(Stored records):
☆ ☆ ☆
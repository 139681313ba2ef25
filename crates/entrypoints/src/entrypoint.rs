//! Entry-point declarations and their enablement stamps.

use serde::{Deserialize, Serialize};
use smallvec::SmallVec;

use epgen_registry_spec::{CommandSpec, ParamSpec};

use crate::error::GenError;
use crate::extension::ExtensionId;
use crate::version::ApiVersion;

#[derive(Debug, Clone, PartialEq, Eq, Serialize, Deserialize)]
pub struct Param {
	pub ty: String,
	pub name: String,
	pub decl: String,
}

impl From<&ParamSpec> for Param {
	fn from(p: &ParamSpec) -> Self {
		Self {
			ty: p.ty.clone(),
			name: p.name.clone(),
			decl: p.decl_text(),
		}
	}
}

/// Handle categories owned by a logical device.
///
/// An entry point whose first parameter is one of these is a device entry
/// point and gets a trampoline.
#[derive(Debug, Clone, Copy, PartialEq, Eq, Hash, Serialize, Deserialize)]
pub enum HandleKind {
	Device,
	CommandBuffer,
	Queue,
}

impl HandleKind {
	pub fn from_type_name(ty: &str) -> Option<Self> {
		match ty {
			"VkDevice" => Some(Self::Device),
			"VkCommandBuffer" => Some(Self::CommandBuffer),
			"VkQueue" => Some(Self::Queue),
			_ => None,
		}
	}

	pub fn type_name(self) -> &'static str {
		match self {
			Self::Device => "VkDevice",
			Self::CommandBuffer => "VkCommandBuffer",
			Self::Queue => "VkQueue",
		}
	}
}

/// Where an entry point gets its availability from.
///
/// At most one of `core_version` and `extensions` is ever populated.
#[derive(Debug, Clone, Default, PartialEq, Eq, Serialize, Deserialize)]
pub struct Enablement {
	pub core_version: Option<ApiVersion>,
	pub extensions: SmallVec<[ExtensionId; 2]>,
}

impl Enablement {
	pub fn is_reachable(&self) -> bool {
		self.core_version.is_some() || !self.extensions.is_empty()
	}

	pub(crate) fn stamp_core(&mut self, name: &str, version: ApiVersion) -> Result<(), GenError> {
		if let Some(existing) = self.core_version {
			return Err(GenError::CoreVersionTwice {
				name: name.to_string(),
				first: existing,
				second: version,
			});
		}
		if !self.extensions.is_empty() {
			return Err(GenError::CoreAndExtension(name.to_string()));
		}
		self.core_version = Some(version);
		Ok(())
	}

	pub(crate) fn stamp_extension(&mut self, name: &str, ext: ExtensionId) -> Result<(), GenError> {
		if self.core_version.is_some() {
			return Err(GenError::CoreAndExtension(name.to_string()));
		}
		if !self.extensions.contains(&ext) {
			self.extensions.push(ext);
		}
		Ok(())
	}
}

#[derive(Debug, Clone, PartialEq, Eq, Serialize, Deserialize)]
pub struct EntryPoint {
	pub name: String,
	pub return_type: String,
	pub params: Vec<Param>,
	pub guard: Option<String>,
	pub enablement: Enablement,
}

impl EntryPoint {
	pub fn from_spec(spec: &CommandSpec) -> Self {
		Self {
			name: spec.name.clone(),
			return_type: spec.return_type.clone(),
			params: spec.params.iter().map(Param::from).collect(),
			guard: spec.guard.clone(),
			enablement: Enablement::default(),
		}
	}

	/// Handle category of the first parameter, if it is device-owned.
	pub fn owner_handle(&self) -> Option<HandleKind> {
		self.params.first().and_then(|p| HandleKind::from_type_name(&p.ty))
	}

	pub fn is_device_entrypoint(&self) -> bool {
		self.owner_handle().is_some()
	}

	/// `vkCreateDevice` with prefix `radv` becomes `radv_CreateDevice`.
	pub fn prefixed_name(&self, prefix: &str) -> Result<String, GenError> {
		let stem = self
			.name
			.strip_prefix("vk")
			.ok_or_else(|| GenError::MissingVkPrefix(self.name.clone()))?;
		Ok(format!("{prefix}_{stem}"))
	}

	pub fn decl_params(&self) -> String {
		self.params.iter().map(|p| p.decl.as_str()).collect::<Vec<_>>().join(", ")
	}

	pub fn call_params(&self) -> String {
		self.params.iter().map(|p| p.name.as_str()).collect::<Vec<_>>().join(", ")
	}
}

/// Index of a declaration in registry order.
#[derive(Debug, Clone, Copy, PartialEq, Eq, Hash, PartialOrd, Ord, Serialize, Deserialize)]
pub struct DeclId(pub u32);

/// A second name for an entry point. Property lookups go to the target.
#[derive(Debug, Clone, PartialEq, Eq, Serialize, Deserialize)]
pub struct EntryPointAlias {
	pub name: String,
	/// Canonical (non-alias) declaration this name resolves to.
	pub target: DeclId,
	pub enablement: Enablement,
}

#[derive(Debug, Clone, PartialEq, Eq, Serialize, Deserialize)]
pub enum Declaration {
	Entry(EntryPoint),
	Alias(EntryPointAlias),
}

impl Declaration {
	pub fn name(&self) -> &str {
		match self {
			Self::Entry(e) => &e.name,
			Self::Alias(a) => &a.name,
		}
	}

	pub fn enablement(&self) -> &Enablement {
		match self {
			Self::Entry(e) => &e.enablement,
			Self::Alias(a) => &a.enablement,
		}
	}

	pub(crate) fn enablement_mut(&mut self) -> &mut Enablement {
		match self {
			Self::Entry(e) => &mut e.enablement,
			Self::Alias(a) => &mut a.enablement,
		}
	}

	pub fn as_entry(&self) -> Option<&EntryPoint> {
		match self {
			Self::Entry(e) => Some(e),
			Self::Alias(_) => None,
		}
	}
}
☆ ☆ ☆
(Description of the task):
Bring together all lines of the entries above in which the string "impl" occurs.

(Result of this task):
impl From<&ParamSpec> for Param {
impl HandleKind {
impl Enablement {
impl EntryPoint {
impl Declaration {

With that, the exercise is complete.